From the 2018 HVPAA National Conference
Ahana Sen (University of Texas Southwestern Medical Center, Dallas, TX;), Arjun Gupta (University of Texas Southwestern Medical Center, Dallas, TX;), Deepak Agrawal (University of Texas Southwestern Medical Center, Dallas, TX;), Hsiao C. Li (University of Texas Southwestern Medical Center, Dallas, TX;), David Johnson (University of Texas Southwestern Medical Center, Dallas, TX;), Navid Sadeghi (University of Texas Southwestern Medical Center, Dallas, TX;)
Patients with cancer associated neutropenia are commonly prescribed ‘neutropenic diets’ despite multiple randomized controlled trials demonstrating that restrictive ‘neutropenic diets’ do not reduce infection rates compared to more liberal diets. Neutropenic diets are associated with lower quality-of-life and malnutrition.

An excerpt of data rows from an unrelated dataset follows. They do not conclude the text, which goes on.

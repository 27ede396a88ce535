//! Tunnel and target URL handling

use crate::error::AgentError;
use hooktunnel_proto::{TunnelId, PROXY_PATH_PREFIX, TUNNEL_ID_LEN};
use url::Url;

/// Length of `/proxy/<tunnel-id>` at the start of every forwarded path
const PROXY_PREFIX_LEN: usize = PROXY_PATH_PREFIX.len() + TUNNEL_ID_LEN;

/// Tunnel id from the second path segment (`/connect/<id>`)
pub fn tunnel_id_from_url(url: &Url) -> Result<TunnelId, AgentError> {
    let invalid = |reason: String| AgentError::InvalidTunnelUrl {
        url: url.to_string(),
        reason,
    };

    let segment = url
        .path_segments()
        .and_then(|mut segments| segments.nth(1))
        .filter(|s| !s.is_empty())
        .ok_or_else(|| invalid("expected a path like /connect/<tunnel-id>".to_string()))?;

    TunnelId::parse(segment).map_err(|e| invalid(e.to_string()))
}

/// URL for the WebSocket upgrade
pub fn websocket_url(url: &Url) -> Result<Url, AgentError> {
    with_scheme(url, |scheme| match scheme {
        "http" | "ws" => Some("ws"),
        "https" | "wss" => Some("wss"),
        _ => None,
    })
}

/// URL for the plain HTTP preflight request
pub fn http_url(url: &Url) -> Result<Url, AgentError> {
    with_scheme(url, |scheme| match scheme {
        "http" | "ws" => Some("http"),
        "https" | "wss" => Some("https"),
        _ => None,
    })
}

fn with_scheme(url: &Url, map: impl Fn(&str) -> Option<&'static str>) -> Result<Url, AgentError> {
    let invalid = || AgentError::InvalidTunnelUrl {
        url: url.to_string(),
        reason: "scheme must be http, https, ws or wss".to_string(),
    };

    let scheme = map(url.scheme()).ok_or_else(invalid)?;
    // Url refuses to switch between special and non-special schemes, so
    // rebuild from the string instead of calling set_scheme.
    let rest = &url.as_str()[url.scheme().len()..];
    Url::parse(&format!("{}{}", scheme, rest)).map_err(|_| invalid())
}

/// Local URL for a forwarded request
///
/// The `/proxy/<tunnel-id>` prefix is removed from the request path and the
/// remainder appended to the target's path. Query parameters of the target
/// act as defaults; parameters of the request replace them by name.
pub fn merge_url(target: &Url, request_url: &str) -> Result<Url, url::ParseError> {
    let request = Url::parse(request_url)?;
    let proxy_path = request.path().get(PROXY_PREFIX_LEN..).unwrap_or("");

    let mut merged = target.clone();
    let path = if target.path() == "/" {
        proxy_path.to_string()
    } else if target.path().ends_with('/') && proxy_path.starts_with('/') {
        format!("{}{}", target.path(), &proxy_path[1..])
    } else {
        format!("{}{}", target.path(), proxy_path)
    };
    merged.set_path(&path);

    let mut params: Vec<(String, String)> = Vec::new();
    for (key, value) in target.query_pairs().chain(request.query_pairs()) {
        set_param(&mut params, &key, &value);
    }
    if params.is_empty() {
        merged.set_query(None);
    } else {
        merged.query_pairs_mut().clear().extend_pairs(params);
    }
    merged.set_fragment(None);

    Ok(merged)
}

/// Replace the first `key` entry and drop later ones, or append
fn set_param(params: &mut Vec<(String, String)>, key: &str, value: &str) {
    match params.iter().position(|(k, _)| k == key) {
        Some(first) => {
            params[first].1 = value.to_string();
            let mut index = 0;
            params.retain(|(k, _)| {
                let keep = index <= first || k != key;
                index += 1;
                keep
            });
        }
        None => params.push((key.to_string(), value.to_string())),
    }
}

To determine ordering patterns of the neutropenic diet at our institution to guide high-value care efforts with the eventual goal of eliminating it. We also wanted to determine if they were ordered reliably and consistently. Finally, we sought to educate individuals on the lack of evidence and efficacy of the neutropenic diets and to remove this entity from our institution
We studied the inpatient utilization of neutropenic diets at Parkland Health & Hospital System, Dallas,Texas from September 2016-September 2017. We analyzed the contents and duration of the neutropenic diet, and its prescription patterns. We used the Culture, Oversight, Systems Change,Training (COST) framework to guide the delivery of high value care by ultimately abandoning the use of the neutropenic diet.

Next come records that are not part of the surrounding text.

//! Agent connection handle

use std::sync::atomic::{AtomicU64, Ordering};
use tokio::sync::mpsc;

static NEXT_CONNECTION_ID: AtomicU64 = AtomicU64::new(1);

/// Message for the task writing to an agent's WebSocket
#[derive(Debug, Clone, PartialEq, Eq)]
pub enum Outbound {
    /// Text frame carrying an encoded [`hooktunnel_proto::Frame`]
    Text(String),
    /// Close the socket with the given code and reason
    Close { code: u16, reason: String },
}

/// The relay's side of one attached agent
///
/// The socket itself is owned by the WebSocket handler; the session only
/// holds the sending half of the writer queue. Ids are unique for the life
/// of the process, so events from an evicted connection can be told apart
/// from the active one.
#[derive(Debug, Clone)]
pub struct AgentConnection {
    id: u64,
    outbound: mpsc::UnboundedSender<Outbound>,
}

impl AgentConnection {
    /// Create a connection and the receiver its writer task drains
    pub fn new() -> (Self, mpsc::UnboundedReceiver<Outbound>) {
        let (outbound, rx) = mpsc::unbounded_channel();
        let id = NEXT_CONNECTION_ID.fetch_add(1, Ordering::Relaxed);
        (Self { id, outbound }, rx)
    }

    pub fn id(&self) -> u64 {
        self.id
    }

    /// Queue a text frame; false if the writer is gone
    pub fn send_text(&self, text: String) -> bool {
        self.outbound.send(Outbound::Text(text)).is_ok()
    }

    /// Ask the writer to close the socket
    pub fn close(&self, code: u16, reason: &str) {
        let _ = self.outbound.send(Outbound::Close {
            code,
            reason: reason.to_string(),
        });
    }

    pub fn is_closed(&self) -> bool {
        self.outbound.is_closed()
    }
}

#[cfg(test)]
mod tests {
    use super::*;

    #[test]
    fn test_ids_are_unique_and_increasing() {
        let (a, _rx_a) = AgentConnection::new();
        let (b, _rx_b) = AgentConnection::new();
        assert!(b.id() > a.id());
    }

    #[tokio::test]
    async fn test_writer_queue() {
        let (conn, mut rx) = AgentConnection::new();
        assert!(conn.send_text("hello".to_string()));
        conn.close(4102, "manually closed");

        assert_eq!(rx.recv().await, Some(Outbound::Text("hello".to_string())));
        assert_eq!(
            rx.recv().await,
            Some(Outbound::Close {
                code: 4102,
                reason: "manually closed".to_string()
            })
        );

        drop(rx);
        assert!(conn.is_closed());
        assert!(!conn.send_text("lost".to_string()));
    }
}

In the 1-year study period, there were 4,781 admissions in which patients were neutropenic (absolute neutrophil count, < 1,000 /µL) at any given time during the admission. Of these, 163 unique patients with 229 admissions (4.7%) had a neutropenic diet ordered. In 20/229 admission (8.7%), the patient was not neutropenic. The most common ordering providers were internal medicine (53%), and oncology (29%). Internal medicine and oncology physicians were educated regarding the lack of efficacy of a neutropenic diet (Training) and ordering patterns were monitored (Oversight) using the information technology department. Involved trainees recruited multi-departmental leaders, from the administration, infection control, nutrition services, oncology, and internal medicine to champion this initiative (Culture). The neutropenic diet order was then removed from the system through an electronic medical record modification (Systems change).
Inpatients with neutropenia at our institution received the neutropenic diet inconsistently, and with inconsistent contents. Guided by a standardized value framework, we abandoned the use of a low-value practice, neutropenic diet, at our institution, resulting in high-value care change with minimal resource utilization.
Implications for the Patient
The neutropenic diet was prescribed inconsistently at our institution, and we were able to abandon its use to promote high value care. Other institutions should encourage de-adoption of the neutropenic diet.